Desde o ano passado, os principais técnicos do Pentágono têm trabalhado em um programa que vai fazer a ciberguerra parecer fácil. É chamado de Plano X. E se este projeto parecer um videogame ou filme de ficção, não é por acaso. O Plano X foi construído pelos designers que estão por trás de alguns dos computadores mais famosos da Apple – com as intervenções dos ilustradores que ajudaram a trazer Transformes para a tela.

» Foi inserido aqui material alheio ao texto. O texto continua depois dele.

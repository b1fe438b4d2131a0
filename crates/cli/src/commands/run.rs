//! `run` command implementation.

use anyhow::{Context, Result};
use std::time::Duration;
use tracing::{info, warn};

use crate::cli::RunArgs;
use crate::error::{load_profile, CliError};
use crate::session::{write_output, ScanSession, SessionOptions};
use observability::ScanSummary;

/// Execute the `run` command
pub async fn run_scan(args: &RunArgs) -> Result<()> {
    info!(profile = %args.profile.display(), "Loading profile");
    let profile = load_profile(&args.profile)?;
    let geometry = profile.scan.geometry.clone();

    if args.metrics_port != 0 {
        observability::init_metrics_only(args.metrics_port)?;
    }

    let options = SessionOptions {
        latency: Duration::from_millis(args.latency_ms),
        cancel_after: args.cancel_after_ms.map(Duration::from_millis),
        document_lines: args.document_lines,
        output_capacity: args.output_capacity,
    };

    info!(
        profile = %profile.name,
        lines = geometry.total_output_lines,
        pixels = geometry.pixels_per_line,
        "Starting scan"
    );
    let result = ScanSession::new(profile, options)
        .run(shutdown_signal())
        .await;

    let report = match result.outcome {
        Ok(report) => report,
        Err(e) => {
            let err = CliError::from(e);
            observability::record_scan_failure(err.kind());
            return Err(err).context("Scan did not finish");
        }
    };
    observability::record_scan_report(&report, result.elapsed);

    if let Some(ref path) = args.output {
        if result.data.is_empty() {
            warn!(path = %path.display(), "no data received, output not written");
        } else {
            let (kind, rows) = write_output(path, &result.data, &geometry)
                .with_context(|| format!("Failed to write {}", path.display()))?;
            info!(path = %path.display(), ?kind, rows, "Output saved");
        }
    }

    if args.json {
        let json = serde_json::to_string_pretty(&report).context("Failed to serialize report")?;
        println!("{json}");
    } else {
        print!("{}", ScanSummary::new(report, result.elapsed, &result.reads));
    }

    Ok(())
}

/// Resolves on Ctrl+C or SIGTERM
async fn shutdown_signal() {
    let ctrl_c = async {
        if let Err(e) = tokio::signal::ctrl_c().await {
            warn!(error = %e, "Ctrl+C handler unavailable");
            std::future::pending::<()>().await;
        }
    };

    #[cfg(unix)]
    let terminate = async {
        match tokio::signal::unix::signal(tokio::signal::unix::SignalKind::terminate()) {
            Ok(mut signal) => {
                signal.recv().await;
            }
            Err(e) => {
                warn!(error = %e, "SIGTERM handler unavailable");
                std::future::pending::<()>().await;
            }
        }
    };

    #[cfg(not(unix))]
    let terminate = std::future::pending::<()>();

    tokio::select! {
        _ = ctrl_c => {},
        _ = terminate => {},
    }
}
//! Raw row layout: where each channel's samples live inside one raw line.

use contracts::{RawLayout, ScanConfig};

/// Typed view over the channel groups of a raw line
#[derive(Debug, Clone)]
pub struct RowLayout {
    layout: RawLayout,
    /// Raw position of each output channel
    positions: Vec<usize>,
    channels: usize,
    /// Bytes per channel row
    row_bytes: usize,
    /// Bytes per sample unit
    sample_bytes: usize,
    /// Distance between channel blocks in a channel-major line
    block_stride: usize,
}

impl RowLayout {
    pub fn from_config(config: &ScanConfig) -> Self {
        let geometry = &config.geometry;
        let channels = geometry.channel_count.get();
        Self {
            layout: config.raw_layout,
            positions: config.channel_positions(),
            channels,
            row_bytes: geometry.channel_row_bytes(),
            sample_bytes: geometry.bit_depth.sample_bytes(),
            block_stride: geometry.bytes_per_raw_line as usize / channels.max(1),
        }
    }

    #[inline]
    pub fn channels(&self) -> usize {
        self.channels
    }

    #[inline]
    pub fn row_bytes(&self) -> usize {
        self.row_bytes
    }

    /// Copy `channel`'s samples from `raw` into `dst` (`row_bytes` long)
    ///
    /// Missing bytes (a raw line shorter than the layout) are left untouched.
    pub fn extract(&self, raw: &[u8], channel: usize, dst: &mut [u8]) {
        let pos = self.positions.get(channel).copied().unwrap_or(channel);

        if self.channels == 1 {
            copy_prefix(raw, dst);
            return;
        }

        match self.layout {
            RawLayout::ChannelMajor => {
                let start = pos * self.block_stride;
                if let Some(block) = raw.get(start..) {
                    copy_prefix(block, dst);
                }
            }
            RawLayout::SampleInterleaved => {
                let unit = self.sample_bytes;
                let pixel_stride = unit * self.channels;
                for (p, out) in dst.chunks_exact_mut(unit).enumerate() {
                    let start = p * pixel_stride + pos * unit;
                    if let Some(sample) = raw.get(start..start + unit) {
                        out.copy_from_slice(sample);
                    }
                }
            }
        }
    }

    /// Interleave per-channel rows into one output row
    pub fn interleave(&self, channel_rows: &[Vec<u8>], out: &mut [u8]) {
        if self.channels == 1 {
            if let Some(row) = channel_rows.first() {
                copy_prefix(row, out);
            }
            return;
        }

        let unit = self.sample_bytes;
        let pixel_stride = unit * self.channels;
        for (c, row) in channel_rows.iter().enumerate() {
            for (p, sample) in row.chunks_exact(unit).enumerate() {
                let start = p * pixel_stride + c * unit;
                if let Some(slot) = out.get_mut(start..start + unit) {
                    slot.copy_from_slice(sample);
                }
            }
        }
    }
}

#[inline]
fn copy_prefix(src: &[u8], dst: &mut [u8]) {
    let n = src.len().min(dst.len());
    dst[..n].copy_from_slice(&src[..n]);
}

Hoje, os ciberataques destrutivos – aquelas que causam transtornos nos servidores ou descontrolam outros equipamentos, são montados por pequenas equipes de hackers. Essas equipes estão recebendo ordens do mais alto escalão do governo, e todo esse trabalho leva meses para ser planejado. Além do mais, seus efeitos podem ser incertos, apesar de toda essa preparação. Vale ressaltar que há quem acredite que a maior intrusão de rede da história do Pentágono, pode ter sido uma infecção acidental, e não uma ação deliberada.

Portanto, esse grupo de engenheiros de Apple, do Google e empresas de game que trabalham para as Forças Armadas dos EUA estão planejando um projeto que pretende tornar democrática a onda de ataques cibernéticos.

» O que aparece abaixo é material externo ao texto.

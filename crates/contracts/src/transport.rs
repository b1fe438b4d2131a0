//! Transport trait - hardware read interface consumed by the acquisition loop
//!
//! The loop hands a [`RawBuffer`] to the transport with every read request and gets
//! it back from [`LocalTransport::wait`]. While a request is outstanding the buffer
//! is owned by the transport, so nothing else can look at half-filled memory.

use std::collections::TryReserveError;

use thiserror::Error;

/// Transport failure, propagated verbatim to the caller
#[derive(Debug, Clone, PartialEq, Eq, Error)]
pub enum TransportError {
    #[error("transport io error: {0}")]
    Io(String),

    #[error("transport timed out after {waited_ms}ms")]
    Timeout { waited_ms: u64 },

    #[error("device busy")]
    DeviceBusy,

    #[error("document feeder jammed")]
    Jammed,

    #[error("no document loaded")]
    NoDocument,

    #[error("scanner cover open")]
    CoverOpen,
}

impl TransportError {
    /// Create io error
    pub fn io(message: impl Into<String>) -> Self {
        Self::Io(message.into())
    }
}

/// Fixed-size raw line buffer
///
/// Row views are bounds-checked slices of `bytes_per_line` bytes.
#[derive(Debug)]
pub struct RawBuffer {
    slot: usize,
    bytes_per_line: usize,
    data: Vec<u8>,
}

impl RawBuffer {
    /// Allocate a zeroed buffer for `line_capacity` raw lines
    pub fn new(slot: usize, line_capacity: usize, bytes_per_line: usize) -> Self {
        Self {
            slot,
            bytes_per_line,
            data: vec![0; line_capacity * bytes_per_line],
        }
    }

    /// Fallible [`new`](Self::new) for sizes taken from configuration
    ///
    /// # Errors
    /// The allocation cannot be made; a size overflowing `usize` reports as
    /// capacity overflow.
    pub fn try_new(slot: usize, line_capacity: usize, bytes_per_line: usize) -> Result<Self, TryReserveError> {
        let len = line_capacity.checked_mul(bytes_per_line).unwrap_or(usize::MAX);
        let mut data = Vec::new();
        data.try_reserve_exact(len)?;
        data.resize(len, 0);
        Ok(Self {
            slot,
            bytes_per_line,
            data,
        })
    }

    /// Pool slot this buffer belongs to
    #[inline]
    pub fn slot(&self) -> usize {
        self.slot
    }

    #[inline]
    pub fn bytes_per_line(&self) -> usize {
        self.bytes_per_line
    }

    #[inline]
    pub fn line_capacity(&self) -> usize {
        if self.bytes_per_line == 0 {
            0
        } else {
            self.data.len() / self.bytes_per_line
        }
    }

    #[inline]
    pub fn as_bytes(&self) -> &[u8] {
        &self.data
    }

    #[inline]
    pub fn as_bytes_mut(&mut self) -> &mut [u8] {
        &mut self.data
    }

    /// Raw line `index`, if inside the buffer
    pub fn line_mut(&mut self, index: usize) -> Option<&mut [u8]> {
        let start = index.checked_mul(self.bytes_per_line)?;
        self.data.get_mut(start..start + self.bytes_per_line)
    }
}

/// Handle to an outstanding read
///
/// Not `Clone`: it is consumed exactly once by [`LocalTransport::wait`].
#[derive(Debug, PartialEq, Eq)]
pub struct AcquisitionRequest {
    /// Transport-assigned request id
    pub id: u64,
    /// Lines asked for
    pub expected_line_count: u32,
    /// Bytes asked for
    pub expected_byte_count: usize,
}

impl AcquisitionRequest {
    pub fn new(id: u64, expected_line_count: u32, bytes_per_line: usize) -> Self {
        Self {
            id,
            expected_line_count,
            expected_byte_count: expected_line_count as usize * bytes_per_line,
        }
    }
}

/// Completed read: the buffer comes back with the number of valid bytes
#[derive(Debug)]
pub struct ReadCompletion {
    pub buffer: RawBuffer,
    pub bytes_read: usize,
}

impl ReadCompletion {
    /// Complete lines delivered
    #[inline]
    pub fn lines_read(&self) -> usize {
        let bpl = self.buffer.bytes_per_line();
        if bpl == 0 {
            0
        } else {
            self.bytes_read.min(self.buffer.as_bytes().len()) / bpl
        }
    }

    /// Trailing bytes that do not form a complete line
    #[inline]
    pub fn partial_bytes(&self) -> usize {
        let bpl = self.buffer.bytes_per_line();
        if bpl == 0 {
            0
        } else {
            self.bytes_read.min(self.buffer.as_bytes().len()) % bpl
        }
    }
}

/// Hardware transport
///
/// Implementations issue asynchronous line reads and complete them in issue order.
#[trait_variant::make(Transport: Send)]
pub trait LocalTransport {
    /// Transport name (used for logging)
    fn name(&self) -> &str;

    /// Start a hardware block covering `lines` native lines
    async fn begin_block(&mut self, lines: u32) -> Result<(), TransportError>;

    /// Enter a read request for up to `max_lines` lines into `buffer`
    ///
    /// # Errors
    /// Returns the transport failure; the buffer is lost with the scan.
    async fn issue_read(
        &mut self,
        buffer: RawBuffer,
        max_lines: u32,
    ) -> Result<AcquisitionRequest, TransportError>;

    /// Wait for `request` to complete and hand its buffer back
    async fn wait(&mut self, request: AcquisitionRequest) -> Result<ReadCompletion, TransportError>;

    /// Best-effort notice that outstanding requests were abandoned
    fn cancel_hint(&mut self);
}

A intenção desse projeto é tornar a ciberguerra relativamente fácil, tão fácil quanto simplesmente usar o iPhone ou jogar Angry Birds, de acordo com a comparação feita pelos responsáveis por esse planejamento. Ou seja, os ataques cibernéticos deixarão de ser privilégio de pessoas que possuem um conhecimento vasto, passando a ser uma ação popular e que estará ao alcance de qualquer um. Dessa maneira, seria mais eficaz o combate por parte do governo americano.

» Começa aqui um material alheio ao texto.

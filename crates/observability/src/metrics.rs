//! 扫描指标收集模块
//!
//! 基于 ScanReport 记录扫描结束时的指标，并提供消费侧的在线统计。

use std::time::Duration;

use contracts::{ScanOutcome, ScanReport};
use metrics::{counter, gauge, histogram};

/// 从 ScanReport 记录指标
///
/// 扫描结束 (Completed / Cancelled) 时调用。行级计数器由采集循环实时记录，
/// 这里只补充按扫描聚合的部分。
///
/// # Example
///
/// ```ignore
/// let report = handle.join().await?;
/// observability::metrics::record_scan_report(&report, elapsed);
/// ```
pub fn record_scan_report(report: &ScanReport, elapsed: Duration) {
    counter!("linescan_scans_total", "outcome" => outcome_label(report.outcome)).increment(1);

    gauge!("linescan_last_scan_lines").set(f64::from(report.emitted_lines));
    histogram!("linescan_scan_duration_ms").record(elapsed.as_secs_f64() * 1000.0);

    if report.pending_rows_discarded > 0 {
        counter!("linescan_pending_rows_discarded_total").increment(report.pending_rows_discarded);
    }
    if report.shortfall.is_some() {
        counter!("linescan_short_scans_total").increment(1);
    }
}

/// 记录失败的扫描
pub fn record_scan_failure(kind: &'static str) {
    counter!("linescan_scans_total", "outcome" => "failed").increment(1);
    counter!("linescan_scan_failures_total", "kind" => kind).increment(1);
}

/// 记录一次消费读取
pub fn record_consumer_read(bytes: usize) {
    histogram!("linescan_consumer_read_bytes").record(bytes as f64);
}

fn outcome_label(outcome: ScanOutcome) -> &'static str {
    match outcome {
        ScanOutcome::Completed => "completed",
        ScanOutcome::Cancelled => "cancelled",
    }
}

/// 扫描摘要
///
/// 在内存中汇总一次扫描，便于命令行输出。
#[derive(Debug, Clone)]
pub struct ScanSummary {
    pub report: ScanReport,
    pub elapsed: Duration,
    /// 消费侧每次读取的字节数
    pub reads: StatsSummary,
}

impl ScanSummary {
    pub fn new(report: ScanReport, elapsed: Duration, reads: &RunningStats) -> Self {
        Self {
            report,
            elapsed,
            reads: StatsSummary::from(reads),
        }
    }

    /// 输出行速率 (lines/s)
    pub fn lines_per_sec(&self) -> f64 {
        let secs = self.elapsed.as_secs_f64();
        if secs > 0.0 {
            f64::from(self.report.emitted_lines) / secs
        } else {
            0.0
        }
    }
}

impl std::fmt::Display for ScanSummary {
    fn fmt(&self, f: &mut std::fmt::Formatter<'_>) -> std::fmt::Result {
        let r = &self.report;
        writeln!(f, "=== Scan Summary ===")?;
        writeln!(f, "Outcome: {}", outcome_label(r.outcome))?;
        writeln!(f, "Lines: {}/{}", r.emitted_lines, r.expected_lines)?;
        if let Some(shortfall) = r.shortfall {
            writeln!(f, "Shortfall: {} lines missing", shortfall.missing())?;
        }
        writeln!(
            f,
            "Native lines: {} requested, {} received",
            r.native_lines_requested, r.native_lines_received
        )?;
        writeln!(f, "Requests: {} in {} block(s)", r.requests_issued, r.blocks_started)?;
        writeln!(f, "Bytes written: {}", r.bytes_written)?;
        if r.pending_rows_discarded > 0 {
            writeln!(f, "Pending rows discarded: {}", r.pending_rows_discarded)?;
        }
        writeln!(
            f,
            "Elapsed: {:.1} ms ({:.1} lines/s)",
            self.elapsed.as_secs_f64() * 1000.0,
            self.lines_per_sec()
        )?;
        writeln!(f, "Read size (bytes): {}", self.reads)?;
        Ok(())
    }
}

/// 统计摘要
#[derive(Debug, Clone, Default)]
pub struct StatsSummary {
    pub count: u64,
    pub min: f64,
    pub max: f64,
    pub mean: f64,
    pub std_dev: f64,
}

impl From<&RunningStats> for StatsSummary {
    fn from(stats: &RunningStats) -> Self {
        Self {
            count: stats.count,
            min: stats.min,
            max: stats.max,
            mean: stats.mean(),
            std_dev: stats.std_dev(),
        }
    }
}

impl std::fmt::Display for StatsSummary {
    fn fmt(&self, f: &mut std::fmt::Formatter<'_>) -> std::fmt::Result {
        if self.count == 0 {
            write!(f, "N/A")
        } else {
            write!(
                f,
                "min={:.0}, max={:.0}, mean={:.1}, std={:.1} (n={})",
                self.min, self.max, self.mean, self.std_dev, self.count
            )
        }
    }
}

/// 在线统计计算器 (Welford's algorithm)
#[derive(Debug, Clone, Default)]
pub struct RunningStats {
    count: u64,
    mean: f64,
    m2: f64,
    min: f64,
    max: f64,
}

impl RunningStats {
    pub fn push(&mut self, value: f64) {
        self.count += 1;

        if self.count == 1 {
            self.min = value;
            self.max = value;
            self.mean = value;
            self.m2 = 0.0;
        } else {
            self.min = self.min.min(value);
            self.max = self.max.max(value);

            let delta = value - self.mean;
            self.mean += delta / self.count as f64;
            let delta2 = value - self.mean;
            self.m2 += delta * delta2;
        }
    }

    pub fn count(&self) -> u64 {
        self.count
    }

    pub fn mean(&self) -> f64 {
        if self.count == 0 {
            0.0
        } else {
            self.mean
        }
    }

    /// 样本方差
    pub fn variance(&self) -> f64 {
        if self.count < 2 {
            0.0
        } else {
            self.m2 / (self.count - 1) as f64
        }
    }

    pub fn std_dev(&self) -> f64 {
        self.variance().sqrt()
    }

    pub fn min(&self) -> f64 {
        self.min
    }

    pub fn max(&self) -> f64 {
        self.max
    }
}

Com essa montagem do “Plan X”, os envolvidos pretendem que as guerras cibernéticas passem a depender muito mais da habilidade e estratégia dos seus membros do que de seus conhecimentos, pois é a prática inteligente e sagaz que vai trazer os resultados desejados.

Basicamente, desenvolver recursos para combater o mal com o mesmo mal ou devolver com a mesma moeda.

Foram gastos mais de 5 milhões de dólares até agora no plano. O que tem incomodado os cidadão norte-americanos é a possibilidade de a internet virar um campo de guerra, os conflitos aumentarem e o cenário virtual ficar ainda pior.